=== Data ===
○ ○ ○
//! Operator-alert coalescing buffer. At most one open buffer exists per
//! (tenant, customer); every inbound bump appends the text and pushes
//! `send_at` out, so the sweep only fires after a quiescence window.

use time::OffsetDateTime;
use uuid::Uuid;

use sqlx::PgExecutor;

use crate::{Result, db::Db, models::AlertBufferEntry};

/// Upserts the buffer row for `(tenant, customer)`. The upsert is a single
/// statement, so bumps serialize against each other and against a sweep
/// holding the row lock.
pub async fn bump(
	db: &Db,
	tenant_id: Uuid,
	customer_phone: &str,
	operator_phone: &str,
	text: &str,
	send_at: OffsetDateTime,
	now: OffsetDateTime,
) -> Result<()> {
	sqlx::query(
		"\
INSERT INTO alert_buffer (tenant_id, customer_phone, operator_phone, coalesced_text, \
		 message_count, send_at, created_at)
VALUES ($1,$2,$3,$4,1,$5,$6)
ON CONFLICT (tenant_id, customer_phone) DO UPDATE
SET coalesced_text = alert_buffer.coalesced_text || E'\\n' || EXCLUDED.coalesced_text,
	message_count = alert_buffer.message_count + 1,
	send_at = EXCLUDED.send_at",
	)
	.bind(tenant_id)
	.bind(customer_phone)
	.bind(operator_phone)
	.bind(text)
	.bind(send_at)
	.bind(now)
	.execute(&db.pool)
	.await?;

	Ok(())
}

/// Selects quiescent buffers inside the sweep transaction, row-locked so
/// concurrent sweepers skip them and concurrent bumps block until the
/// sweep commits.
pub async fn due_for_update<'e, E>(
	executor: E,
	now: OffsetDateTime,
) -> Result<Vec<AlertBufferEntry>>
where
	E: PgExecutor<'e>,
{
	let rows = sqlx::query_as::<_, AlertBufferEntry>(
		"SELECT * FROM alert_buffer WHERE send_at <= $1 ORDER BY send_at ASC FOR UPDATE SKIP \
		 LOCKED",
	)
	.bind(now)
	.fetch_all(executor)
	.await?;

	Ok(rows)
}

pub async fn delete<'e, E>(executor: E, id: i64) -> Result<()>
where
	E: PgExecutor<'e>,
{
	sqlx::query("DELETE FROM alert_buffer WHERE id = $1").bind(id).execute(executor).await?;

	Ok(())
}

pub async fn pending_count(db: &Db) -> Result<i64> {
	let (count,): (i64,) = sqlx::query_as("SELECT COUNT(*) FROM alert_buffer")
		.fetch_one(&db.pool)
		.await?;

	Ok(count)
}
//! Deferred webhook replay. When the idempotency ledger cannot answer, the
//! handler still responds success to the provider (anything else triggers
//! a retry storm) and parks the raw event here; a background task replays
//! it through the normal handlers once the store recovers. Replays
//! re-enter the idempotency gate, so double-parked events deduplicate.

use std::{
	collections::VecDeque,
	sync::{Arc, Mutex},
};

use crate::{DialStatusRequest, LeadlineService, SmsRequest, VoiceRequest, VoicemailRequest};

pub const DEFAULT_DEFERRED_CAPACITY: usize = 1_024;

#[derive(Clone, Debug)]
pub enum DeferredEvent {
	Voice(VoiceRequest),
	DialStatus(DialStatusRequest),
	Voicemail(VoicemailRequest),
	Sms(SmsRequest),
}

#[derive(Clone)]
pub(crate) struct DeferredQueue {
	inner: Arc<Mutex<VecDeque<DeferredEvent>>>,
	capacity: usize,
}
impl DeferredQueue {
	pub(crate) fn bounded(capacity: usize) -> Self {
		Self { inner: Arc::new(Mutex::new(VecDeque::new())), capacity }
	}

	fn push(&self, event: DeferredEvent) -> bool {
		let mut queue = self.inner.lock().unwrap_or_else(|err| err.into_inner());

		if queue.len() >= self.capacity {
			return false;
		}

		queue.push_back(event);

		true
	}

	fn pop(&self) -> Option<DeferredEvent> {
		self.inner.lock().unwrap_or_else(|err| err.into_inner()).pop_front()
	}

	fn len(&self) -> usize {
		self.inner.lock().unwrap_or_else(|err| err.into_inner()).len()
	}
}

impl LeadlineService {
	pub(crate) fn defer_event(&self, event: DeferredEvent) {
		if self.deferred.push(event) {
			tracing::info!("Webhook parked for deferred replay. Store unavailable.");
		} else {
			tracing::error!("Deferred replay queue full. Dropping webhook event.");
		}
	}

	/// Replays everything parked at the time of the call. An event that
	/// hits a still-unavailable store re-parks itself via the gate, which
	/// is why the drain is bounded by the starting length.
	pub async fn replay_deferred(&self) -> usize {
		let backlog = self.deferred.len();
		let mut replayed = 0;

		for _ in 0..backlog {
			let Some(event) = self.deferred.pop() else {
				break;
			};

			let result = match event {
				DeferredEvent::Voice(req) => self.handle_voice(req).await.map(|_| ()),
				DeferredEvent::DialStatus(req) => self.handle_dial_status(req).await.map(|_| ()),
				DeferredEvent::Voicemail(req) => self.handle_voicemail(req).await.map(|_| ()),
				DeferredEvent::Sms(req) => self.handle_sms(req).await.map(|_| ()),
			};

			match result {
				Ok(()) => replayed += 1,
				Err(err) => {
					tracing::warn!(error = %err, "Deferred replay failed.");
				},
			}
		}

		if replayed > 0 {
			tracing::info!(%replayed, "Replayed deferred webhook events.");
		}

		replayed
	}
}
use time::OffsetDateTime;
use uuid::Uuid;

use crate::{Result, db::Db, models::Tenant};

/// Admin-side tenant provisioning input.
#[derive(Clone, Debug)]
pub struct NewTenant<'a> {
	pub name: &'a str,
	pub inbound_number: &'a str,
	pub operator_number: &'a str,
	pub timezone: &'a str,
	pub day_start: i32,
	pub day_end: i32,
	pub evening_end: i32,
	pub average_job_value: i64,
	pub review_link: Option<&'a str>,
	pub sheet_id: Option<&'a str>,
}

pub async fn create(db: &Db, new: NewTenant<'_>, now: OffsetDateTime) -> Result<Tenant> {
	let tenant = sqlx::query_as::<_, Tenant>(
		"\
INSERT INTO tenants (id, name, inbound_number, operator_number, timezone, day_start, day_end, \
		 evening_end, average_job_value, review_link, sheet_id, created_at)
VALUES ($1,$2,$3,$4,$5,$6,$7,$8,$9,$10,$11,$12)
RETURNING *",
	)
	.bind(Uuid::new_v4())
	.bind(new.name)
	.bind(new.inbound_number)
	.bind(new.operator_number)
	.bind(new.timezone)
	.bind(new.day_start)
	.bind(new.day_end)
	.bind(new.evening_end)
	.bind(new.average_job_value)
	.bind(new.review_link)
	.bind(new.sheet_id)
	.bind(now)
	.fetch_one(&db.pool)
	.await?;

	Ok(tenant)
}

pub async fn by_inbound_number(db: &Db, number: &str) -> Result<Option<Tenant>> {
	let tenant = sqlx::query_as::<_, Tenant>("SELECT * FROM tenants WHERE inbound_number = $1")
		.bind(number)
		.fetch_optional(&db.pool)
		.await?;

	Ok(tenant)
}

/// Dial-status callbacks have been observed carrying the operator's own
/// number in `To`; this is the fallback resolver for that leg.
pub async fn by_operator_number(db: &Db, number: &str) -> Result<Option<Tenant>> {
	let tenant =
		sqlx::query_as::<_, Tenant>("SELECT * FROM tenants WHERE operator_number = $1 LIMIT 1")
			.bind(number)
			.fetch_optional(&db.pool)
			.await?;

	Ok(tenant)
}

pub async fn by_id(db: &Db, id: Uuid) -> Result<Option<Tenant>> {
	let tenant = sqlx::query_as::<_, Tenant>("SELECT * FROM tenants WHERE id = $1")
		.bind(id)
		.fetch_optional(&db.pool)
		.await?;

	Ok(tenant)
}

pub async fn set_ai_active(db: &Db, id: Uuid, active: bool) -> Result<bool> {
	let result = sqlx::query("UPDATE tenants SET ai_active = $1 WHERE id = $2")
		.bind(active)
		.bind(id)
		.execute(&db.pool)
		.await?;

	Ok(result.rows_affected() > 0)
}

pub async fn set_emergency_mode(db: &Db, id: Uuid, enabled: bool) -> Result<bool> {
	let result = sqlx::query("UPDATE tenants SET emergency_mode = $1 WHERE id = $2")
		.bind(enabled)
		.bind(id)
		.execute(&db.pool)
		.await?;

	Ok(result.rows_affected() > 0)
}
○ ○ ○
=== Your instructions ===
Quote exactly the first line of the entries and every line after it, stopping with the line that contains "use sqlx::PgExecutor;".

=== The answer ===
//! Operator-alert coalescing buffer. At most one open buffer exists per
//! (tenant, customer); every inbound bump appends the text and pushes
//! `send_at` out, so the sweep only fires after a quiescence window.

use time::OffsetDateTime;
use uuid::Uuid;

use sqlx::PgExecutor;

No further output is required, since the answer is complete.